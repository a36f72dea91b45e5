//! Dense distance matrix.

use crate::error::{Error, Result};
use crate::models::Stop;

use super::Metric;

/// Tolerance used when validating caller-supplied matrices.
const SYMMETRY_TOL: f64 = 1e-9;

/// A dense n×n distance matrix stored in row-major order.
///
/// Built once per problem instance and never mutated afterwards. Matrices
/// built from stops are symmetric with a zero diagonal by construction:
/// every pair is measured once and mirrored.
///
/// # Examples
///
/// ```
/// use route_optimizer::models::Stop;
/// use route_optimizer::distance::{DistanceMatrix, Metric};
///
/// let stops = vec![
///     Stop::new("A", 0.0, 0.0),
///     Stop::new("B", 3.0, 4.0),
///     Stop::new("C", 6.0, 8.0),
/// ];
/// let dm = DistanceMatrix::from_stops(&stops, Metric::Euclidean);
/// assert!((dm.get(0, 1) - 5.0).abs() < 1e-10);
/// assert_eq!(dm.size(), 3);
/// ```
#[derive(Debug, Clone, PartialEq)]
pub struct DistanceMatrix {
    data: Vec<f64>,
    size: usize,
}

impl DistanceMatrix {
    /// Measures every pair of stops with the given metric.
    pub fn from_stops(stops: &[Stop], metric: Metric) -> Self {
        let n = stops.len();
        let mut data = vec![0.0; n * n];
        fill_upper(&mut data, stops, metric);
        for i in 0..n {
            for j in (i + 1)..n {
                data[j * n + i] = data[i * n + j];
            }
        }
        Self { data, size: n }
    }

    /// Creates a matrix from explicit rows.
    ///
    /// Fails with [`Error::InvalidInput`] unless the rows form a square
    /// matrix of finite, non-negative values that is symmetric with a zero
    /// diagonal.
    pub fn from_rows(rows: Vec<Vec<f64>>) -> Result<Self> {
        let size = rows.len();
        let mut data = Vec::with_capacity(size * size);
        for (i, row) in rows.into_iter().enumerate() {
            if row.len() != size {
                return Err(Error::invalid_input(format!(
                    "row {i} has {} entries, expected {size}",
                    row.len()
                )));
            }
            data.extend(row);
        }

        let dm = Self { data, size };
        for i in 0..size {
            if dm.get(i, i) != 0.0 {
                return Err(Error::invalid_input(format!("diagonal entry {i} is not zero")));
            }
            for j in (i + 1)..size {
                let (a, b) = (dm.get(i, j), dm.get(j, i));
                if !a.is_finite() || a < 0.0 || !b.is_finite() || b < 0.0 {
                    return Err(Error::invalid_input(format!(
                        "entry ({i}, {j}) is negative or not finite"
                    )));
                }
                if (a - b).abs() > SYMMETRY_TOL {
                    return Err(Error::invalid_input(format!(
                        "entries ({i}, {j}) and ({j}, {i}) differ"
                    )));
                }
            }
        }
        Ok(dm)
    }

    /// Returns the distance from location `from` to location `to`.
    ///
    /// # Panics
    ///
    /// Panics if either index is out of bounds. Use
    /// [`try_get`](Self::try_get) for unchecked input.
    pub fn get(&self, from: usize, to: usize) -> f64 {
        self.data[from * self.size + to]
    }

    /// Bounds-checked lookup.
    pub fn try_get(&self, from: usize, to: usize) -> Result<f64> {
        for index in [from, to] {
            if index >= self.size {
                return Err(Error::InvalidRoute {
                    index,
                    size: self.size,
                });
            }
        }
        Ok(self.get(from, to))
    }

    /// Number of locations in this matrix.
    pub fn size(&self) -> usize {
        self.size
    }

    /// One row of the matrix.
    pub fn row(&self, from: usize) -> &[f64] {
        &self.data[from * self.size..(from + 1) * self.size]
    }

    /// Largest entry, or 0 for an empty matrix.
    pub fn max_entry(&self) -> f64 {
        self.data.iter().copied().fold(0.0, f64::max)
    }

    /// Returns `true` if the matrix is symmetric within the given tolerance.
    pub fn is_symmetric(&self, tol: f64) -> bool {
        for i in 0..self.size {
            for j in (i + 1)..self.size {
                if (self.get(i, j) - self.get(j, i)).abs() > tol {
                    return false;
                }
            }
        }
        true
    }

    /// Returns the nearest of `candidates` to `from`; ties go to the
    /// candidate listed first.
    ///
    /// Returns `None` if `candidates` is empty.
    pub fn nearest_neighbor(&self, from: usize, candidates: &[usize]) -> Option<usize> {
        let mut best: Option<(usize, f64)> = None;
        for &c in candidates {
            let d = self.get(from, c);
            if best.is_none_or(|(_, bd)| d < bd) {
                best = Some((c, d));
            }
        }
        best.map(|(c, _)| c)
    }
}

/// Fills the strict upper triangle, one row per worker.
#[cfg(feature = "parallel")]
fn fill_upper(data: &mut [f64], stops: &[Stop], metric: Metric) {
    use rayon::prelude::*;

    let n = stops.len();
    if n == 0 {
        return;
    }
    data.par_chunks_mut(n).enumerate().for_each(|(i, row)| {
        for j in (i + 1)..n {
            row[j] = metric.distance(stops[i].coordinate(), stops[j].coordinate());
        }
    });
}

#[cfg(not(feature = "parallel"))]
fn fill_upper(data: &mut [f64], stops: &[Stop], metric: Metric) {
    let n = stops.len();
    for i in 0..n {
        for j in (i + 1)..n {
            data[i * n + j] = metric.distance(stops[i].coordinate(), stops[j].coordinate());
        }
    }
}
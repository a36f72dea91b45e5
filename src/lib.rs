//! # route-optimizer
//!
//! Route optimization over named geographic stops: a single-vehicle tour
//! (greedy construction + 2-opt) and a time-bounded capacitated
//! multi-vehicle partition anchored at a shared depot.
//!
//! ## Modules
//!
//! - [`models`]: Domain model types (Stop, Vehicle, Route, solutions, CvrpProblem)
//! - [`distance`]: Geodesic and Euclidean distance matrices
//! - [`evaluation`]: Route length and solution feasibility checking
//! - [`constructive`]: Nearest-neighbor tours, cheapest insertion, exact demand packing
//! - [`local_search`]: 2-opt, relocate and swap
//! - [`tsp`]: Single-vehicle solver
//! - [`cvrp`]: Multi-vehicle solver with pluggable search
//!
//! ## Quick start
//!
//! ```
//! use route_optimizer::models::Stop;
//! use route_optimizer::solve_tsp;
//!
//! let stops = vec![
//!     Stop::new("Home", 23.18, 79.95),
//!     Stop::new("Office", 23.17, 79.93),
//!     Stop::new("Gym", 23.16, 79.94),
//! ];
//! let tour = solve_tsp(&stops).unwrap();
//! assert_eq!(tour.order().first(), Some(&0));
//! assert_eq!(tour.order().last(), Some(&0));
//! assert_eq!(tour.order().len(), 4);
//! ```

pub mod constructive;
pub mod cvrp;
pub mod distance;
pub mod error;
pub mod evaluation;
pub mod local_search;
pub mod models;
pub mod tsp;

pub use cvrp::solve_cvrp;
pub use distance::build_distance_matrix;
pub use error::{Error, Infeasibility, Result};
pub use tsp::solve_tsp;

- Task brief
Nothing in the listing may be left out; repeat it all exactly.

- The answer
repository a36f72dea91b45e5
//! Dense distance matrix.

use crate::error::{Error, Result};
use crate::models::Stop;

use super::Metric;

/// Tolerance used when validating caller-supplied matrices.
const SYMMETRY_TOL: f64 = 1e-9;

/// A dense n×n distance matrix stored in row-major order.
///
/// Built once per problem instance and never mutated afterwards. Matrices
/// built from stops are symmetric with a zero diagonal by construction:
/// every pair is measured once and mirrored.
///
/// # Examples
///
/// ```
/// use route_optimizer::models::Stop;
/// use route_optimizer::distance::{DistanceMatrix, Metric};
///
/// let stops = vec![
///     Stop::new("A", 0.0, 0.0),
///     Stop::new("B", 3.0, 4.0),
///     Stop::new("C", 6.0, 8.0),
/// ];
/// let dm = DistanceMatrix::from_stops(&stops, Metric::Euclidean);
/// assert!((dm.get(0, 1) - 5.0).abs() < 1e-10);
/// assert_eq!(dm.size(), 3);
/// ```
#[derive(Debug, Clone, PartialEq)]
pub struct DistanceMatrix {
    data: Vec<f64>,
    size: usize,
}

impl DistanceMatrix {
    /// Measures every pair of stops with the given metric.
    pub fn from_stops(stops: &[Stop], metric: Metric) -> Self {
        let n = stops.len();
        let mut data = vec![0.0; n * n];
        fill_upper(&mut data, stops, metric);
        for i in 0..n {
            for j in (i + 1)..n {
                data[j * n + i] = data[i * n + j];
            }
        }
        Self { data, size: n }
    }

    /// Creates a matrix from explicit rows.
    ///
    /// Fails with [`Error::InvalidInput`] unless the rows form a square
    /// matrix of finite, non-negative values that is symmetric with a zero
    /// diagonal.
    pub fn from_rows(rows: Vec<Vec<f64>>) -> Result<Self> {
        let size = rows.len();
        let mut data = Vec::with_capacity(size * size);
        for (i, row) in rows.into_iter().enumerate() {
            if row.len() != size {
                return Err(Error::invalid_input(format!(
                    "row {i} has {} entries, expected {size}",
                    row.len()
                )));
            }
            data.extend(row);
        }

        let dm = Self { data, size };
        for i in 0..size {
            if dm.get(i, i) != 0.0 {
                return Err(Error::invalid_input(format!("diagonal entry {i} is not zero")));
            }
            for j in (i + 1)..size {
                let (a, b) = (dm.get(i, j), dm.get(j, i));
                if !a.is_finite() || a < 0.0 || !b.is_finite() || b < 0.0 {
                    return Err(Error::invalid_input(format!(
                        "entry ({i}, {j}) is negative or not finite"
                    )));
                }
                if (a - b).abs() > SYMMETRY_TOL {
                    return Err(Error::invalid_input(format!(
                        "entries ({i}, {j}) and ({j}, {i}) differ"
                    )));
                }
            }
        }
        Ok(dm)
    }

    /// Returns the distance from location `from` to location `to`.
    ///
    /// # Panics
    ///
    /// Panics if either index is out of bounds. Use
    /// [`try_get`](Self::try_get) for unchecked input.
    pub fn get(&self, from: usize, to: usize) -> f64 {
        self.data[from * self.size + to]
    }

    /// Bounds-checked lookup.
    pub fn try_get(&self, from: usize, to: usize) -> Result<f64> {
        for index in [from, to] {
            if index >= self.size {
                return Err(Error::InvalidRoute {
                    index,
                    size: self.size,
                });
            }
        }
        Ok(self.get(from, to))
    }

    /// Number of locations in this matrix.
    pub fn size(&self) -> usize {
        self.size
    }

    /// One row of the matrix.
    pub fn row(&self, from: usize) -> &[f64] {
        &self.data[from * self.size..(from + 1) * self.size]
    }

    /// Largest entry, or 0 for an empty matrix.
    pub fn max_entry(&self) -> f64 {
        self.data.iter().copied().fold(0.0, f64::max)
    }

    /// Returns `true` if the matrix is symmetric within the given tolerance.
    pub fn is_symmetric(&self, tol: f64) -> bool {
        for i in 0..self.size {
            for j in (i + 1)..self.size {
                if (self.get(i, j) - self.get(j, i)).abs() > tol {
                    return false;
                }
            }
        }
        true
    }

    /// Returns the nearest of `candidates` to `from`; ties go to the
    /// candidate listed first.
    ///
    /// Returns `None` if `candidates` is empty.
    pub fn nearest_neighbor(&self, from: usize, candidates: &[usize]) -> Option<usize> {
        let mut best: Option<(usize, f64)> = None;
        for &c in candidates {
            let d = self.get(from, c);
            if best.is_none_or(|(_, bd)| d < bd) {
                best = Some((c, d));
            }
        }
        best.map(|(c, _)| c)
    }
}

/// Fills the strict upper triangle, one row per worker.
#[cfg(feature = "parallel")]
fn fill_upper(data: &mut [f64], stops: &[Stop], metric: Metric) {
    use rayon::prelude::*;

    let n = stops.len();
    if n == 0 {
        return;
    }
    data.par_chunks_mut(n).enumerate().for_each(|(i, row)| {
        for j in (i + 1)..n {
            row[j] = metric.distance(stops[i].coordinate(), stops[j].coordinate());
        }
    });
}

#[cfg(not(feature = "parallel"))]
fn fill_upper(data: &mut [f64], stops: &[Stop], metric: Metric) {
    let n = stops.len();
    for i in 0..n {
        for j in (i + 1)..n {
            data[i * n + j] = metric.distance(stops[i].coordinate(), stops[j].coordinate());
        }
    }
}
repository a36f72dea91b45e5
filename src/lib.rs
//! # route-optimizer
//!
//! Route optimization over named geographic stops: a single-vehicle tour
//! (greedy construction + 2-opt) and a time-bounded capacitated
//! multi-vehicle partition anchored at a shared depot.
//!
//! ## Modules
//!
//! - [`models`]: Domain model types (Stop, Vehicle, Route, solutions, CvrpProblem)
//! - [`distance`]: Geodesic and Euclidean distance matrices
//! - [`evaluation`]: Route length and solution feasibility checking
//! - [`constructive`]: Nearest-neighbor tours, cheapest insertion, exact demand packing
//! - [`local_search`]: 2-opt, relocate and swap
//! - [`tsp`]: Single-vehicle solver
//! - [`cvrp`]: Multi-vehicle solver with pluggable search
//!
//! ## Quick start
//!
//! ```
//! use route_optimizer::models::Stop;
//! use route_optimizer::solve_tsp;
//!
//! let stops = vec![
//!     Stop::new("Home", 23.18, 79.95),
//!     Stop::new("Office", 23.17, 79.93),
//!     Stop::new("Gym", 23.16, 79.94),
//! ];
//! let tour = solve_tsp(&stops).unwrap();
//! assert_eq!(tour.order().first(), Some(&0));
//! assert_eq!(tour.order().last(), Some(&0));
//! assert_eq!(tour.order().len(), 4);
//! ```

pub mod constructive;
pub mod cvrp;
pub mod distance;
pub mod error;
pub mod evaluation;
pub mod local_search;
pub mod models;
pub mod tsp;

pub use cvrp::solve_cvrp;
pub use distance::build_distance_matrix;
pub use error::{Error, Infeasibility, Result};
pub use tsp::solve_tsp;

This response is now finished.